TASK TO COMPLETE >> Return the lines below in which the string "ServerConfig" occurs.

GIVEN DATA >>

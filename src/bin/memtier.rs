use clap::{crate_version, value_t, values_t, App, Arg, ArgMatches};
use log::{error, LevelFilter};
use std::path::PathBuf;
use std::sync::Arc;
use std::time::Duration;

use memtier::config::{self, ClientConfig, Config, Pattern, ServerConfig};
use memtier::message::AccessRequest;
use memtier::metrics::{Metrics, DEFAULT_QUANTILES};
use memtier::policy::Policy;
use memtier::result::Result;
use memtier::ring_buffer::RingBuffer;
use memtier::server::Server;
use memtier::workload::Client;
use simple_error::{bail, try_with};

fn build_app() -> App<'static, 'static> {
    App::new("memtier")
        .about("Tiered-memory page manager with a synthetic workload driver.")
        .version(crate_version!())
        .arg(
            Arg::with_name("buffer-size")
                .long("buffer-size")
                .help("Capacity of the request ring buffer")
                .takes_value(true)
                .default_value("10"),
        )
        .arg(
            Arg::with_name("num-tiers")
                .long("num-tiers")
                .help("Tier topology: 2 (DRAM+PMEM) or 3 (local/remote NUMA + PMEM)")
                .takes_value(true)
                .default_value("3"),
        )
        .arg(
            Arg::with_name("mem-sizes")
                .long("mem-sizes")
                .help("Per-tier capacity in pages, comma separated in tier order")
                .takes_value(true)
                .use_delimiter(true)
                .required(true),
        )
        .arg(
            Arg::with_name("patterns")
                .long("patterns")
                .help("Access pattern per client: uniform, hot or zipfian")
                .takes_value(true)
                .use_delimiter(true)
                .required(true),
        )
        .arg(
            Arg::with_name("client-tier-sizes")
                .long("client-tier-sizes")
                .help("Per-client requested pages, one space-separated tuple per client")
                .takes_value(true)
                .use_delimiter(true)
                .required(true),
        )
        .arg(
            Arg::with_name("zipfs")
                .long("zipfs")
                .help("Zipf skew factor")
                .takes_value(true)
                .default_value("0.99"),
        )
        .arg(
            Arg::with_name("running-time")
                .long("running-time")
                .help("Per-client workload duration in seconds")
                .takes_value(true)
                .default_value("10"),
        )
        .arg(
            Arg::with_name("ratio")
                .long("ratio")
                .help("Read probability in [0, 1]")
                .takes_value(true)
                .default_value("0.5"),
        )
        .arg(
            Arg::with_name("sample-rate")
                .long("sample-rate")
                .help("Periodic metrics interval in seconds")
                .takes_value(true)
                .default_value("1"),
        )
        .arg(
            Arg::with_name("policy-type")
                .long("policy-type")
                .help("Page classification policy: lru, frequency or hybrid")
                .takes_value(true)
                .default_value("lru"),
        )
        .arg(
            Arg::with_name("hot-threshold")
                .long("hot-threshold")
                .help("LRU/hybrid: pages idle at most this many ms are hot")
                .takes_value(true)
                .default_value("100"),
        )
        .arg(
            Arg::with_name("cold-threshold")
                .long("cold-threshold")
                .help("LRU/hybrid: pages idle at least this many ms are cold")
                .takes_value(true)
                .default_value("1000"),
        )
        .arg(
            Arg::with_name("hot-count")
                .long("hot-count")
                .help("Frequency/hybrid: access count at or above which a page is hot")
                .takes_value(true)
                .default_value("10"),
        )
        .arg(
            Arg::with_name("cold-count")
                .long("cold-count")
                .help("Frequency/hybrid: access count at or below which a page is cold")
                .takes_value(true)
                .default_value("0"),
        )
        .arg(
            Arg::with_name("recency-weight")
                .long("recency-weight")
                .help("Hybrid: weight of the recency indicators")
                .takes_value(true)
                .default_value("1.0"),
        )
        .arg(
            Arg::with_name("frequency-weight")
                .long("frequency-weight")
                .help("Hybrid: weight of the frequency indicators")
                .takes_value(true)
                .default_value("1.0"),
        )
        .arg(
            Arg::with_name("scan-interval")
                .long("scan-interval")
                .help("Pause in seconds after each full table scan")
                .takes_value(true)
                .default_value("5"),
        )
        .arg(
            Arg::with_name("cache-ring")
                .long("cache-ring")
                .help("Track cache-tier residents in a CLOCK ring (true/false)")
                .takes_value(true)
                .default_value("false"),
        )
        .arg(
            Arg::with_name("output")
                .long("output")
                .help("Final latency CDF file")
                .takes_value(true)
                .default_value("result/latency.csv"),
        )
        .arg(
            Arg::with_name("periodic-output")
                .long("periodic-output")
                .help("Periodic metrics file")
                .takes_value(true)
                .default_value("result/periodic_metrics.csv"),
        )
}

fn parse_policy(matches: &ArgMatches) -> Result<Policy> {
    let hot_ms = try_with!(
        value_t!(matches, "hot-threshold", u64),
        "invalid hot threshold"
    );
    let cold_ms = try_with!(
        value_t!(matches, "cold-threshold", u64),
        "invalid cold threshold"
    );
    let hot_count = try_with!(value_t!(matches, "hot-count", u64), "invalid hot count");
    let cold_count = try_with!(value_t!(matches, "cold-count", u64), "invalid cold count");
    let recency_weight = try_with!(
        value_t!(matches, "recency-weight", f64),
        "invalid recency weight"
    );
    let frequency_weight = try_with!(
        value_t!(matches, "frequency-weight", f64),
        "invalid frequency weight"
    );
    match matches.value_of("policy-type").unwrap_or("lru") {
        "lru" => Ok(Policy::Lru { hot_ms, cold_ms }),
        "frequency" => Ok(Policy::Frequency {
            hot_count,
            cold_count,
        }),
        "hybrid" => Ok(Policy::Hybrid {
            hot_ms,
            cold_ms,
            hot_count,
            cold_count,
            recency_weight,
            frequency_weight,
        }),
        other => bail!("unknown policy type: {}", other),
    }
}

fn parse_config(matches: &ArgMatches) -> Result<Config> {
    let num_tiers = try_with!(value_t!(matches, "num-tiers", usize), "invalid tier count");
    if num_tiers < 2 || num_tiers > 3 {
        bail!("number of tiers must be 2 or 3");
    }

    let mem_sizes = try_with!(
        values_t!(matches, "mem-sizes", String),
        "invalid memory sizes"
    );
    let capacities = config::parse_mem_sizes(&mem_sizes, num_tiers)?;

    let patterns = try_with!(values_t!(matches, "patterns", String), "invalid patterns");
    let tier_tuples = try_with!(
        values_t!(matches, "client-tier-sizes", String),
        "invalid client tier sizes"
    );
    if patterns.len() != tier_tuples.len() {
        bail!(
            "number of patterns ({}) must match number of clients ({})",
            patterns.len(),
            tier_tuples.len()
        );
    }
    let mut clients = Vec::with_capacity(patterns.len());
    for (pattern, tuple) in patterns.iter().zip(tier_tuples.iter()) {
        clients.push(ClientConfig {
            pattern: Pattern::parse(pattern)?,
            tier_sizes: config::parse_tier_tuple(tuple, num_tiers)?,
        });
    }

    let cache_ring = match matches.value_of("cache-ring").unwrap_or("false") {
        "true" | "1" => true,
        "false" | "0" => false,
        other => bail!("invalid cache-ring value: {}", other),
    };

    let config = Config {
        buffer_size: try_with!(value_t!(matches, "buffer-size", usize), "invalid buffer size"),
        server: ServerConfig {
            num_tiers,
            capacities,
        },
        clients,
        zipf_skew: try_with!(value_t!(matches, "zipfs", f64), "invalid zipf skew"),
        running_time_secs: try_with!(
            value_t!(matches, "running-time", f64),
            "invalid running time"
        ),
        read_ratio: try_with!(value_t!(matches, "ratio", f64), "invalid read ratio"),
        sample_rate_secs: try_with!(value_t!(matches, "sample-rate", f64), "invalid sample rate"),
        policy: parse_policy(matches)?,
        scan_interval_secs: try_with!(
            value_t!(matches, "scan-interval", f64),
            "invalid scan interval"
        ),
        cache_ring,
        output: PathBuf::from(matches.value_of("output").unwrap_or("result/latency.csv")),
        periodic_output: PathBuf::from(
            matches
                .value_of("periodic-output")
                .unwrap_or("result/periodic_metrics.csv"),
        ),
    };
    config.validate()?;
    Ok(config)
}

/// LOG_LEVEL uses the syslog-ish names trace/debug/info/warning/error/fatal.
fn init_logging() {
    let level = std::env::var("LOG_LEVEL").unwrap_or_else(|_| String::from("info"));
    let filter = match level.to_lowercase().as_str() {
        "trace" => LevelFilter::Trace,
        "debug" => LevelFilter::Debug,
        "warning" | "warn" => LevelFilter::Warn,
        "error" | "fatal" => LevelFilter::Error,
        _ => LevelFilter::Info,
    };
    env_logger::Builder::new().filter_level(filter).init();
}

fn run(config: &Config) -> Result<()> {
    let metrics = Arc::new(Metrics::new(&DEFAULT_QUANTILES));
    let buffer: Arc<RingBuffer<AccessRequest>> = Arc::new(RingBuffer::new(config.buffer_size));
    let server = Server::new(config, Arc::clone(&metrics), Arc::clone(&buffer))?;
    let shutdown = server.shutdown_handle();

    let mut producers = Vec::with_capacity(config.clients.len());
    for (id, client_config) in config.clients.iter().enumerate() {
        let mut client = Client::new(
            id,
            client_config.pattern,
            client_config.total_pages(),
            config.zipf_skew,
            config.read_ratio,
            Duration::from_secs_f64(config.running_time_secs),
        );
        let buffer = Arc::clone(&buffer);
        let shutdown = Arc::clone(&shutdown);
        let handle = try_with!(
            std::thread::Builder::new()
                .name(format!("client-{}", id))
                .spawn(move || client.run(&buffer, &shutdown)),
            "cannot spawn client {}",
            id
        );
        producers.push(handle);
    }

    server.run()?;

    for producer in producers {
        match producer.join() {
            Ok(pushed) => log::debug!("producer pushed {} requests", pushed),
            Err(e) => error!("client thread panicked: {:?}", e),
        }
    }

    metrics.log_summary(config.server.num_tiers, server.occupancies());
    try_with!(
        metrics.write_latency_cdf(&config.output),
        "cannot write latency CDF"
    );
    Ok(())
}

fn main() {
    init_logging();
    let matches = build_app().get_matches();
    let config = match parse_config(&matches) {
        Ok(config) => config,
        Err(err) => {
            error!("{}", err);
            std::process::exit(1);
        }
    };
    config.log_summary();
    if let Err(err) = run(&config) {
        error!("{}", err);
        std::process::exit(1);
    }
}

RESULT OF THIS TASK >>
use memtier::config::{self, ClientConfig, Config, Pattern, ServerConfig};
        server: ServerConfig {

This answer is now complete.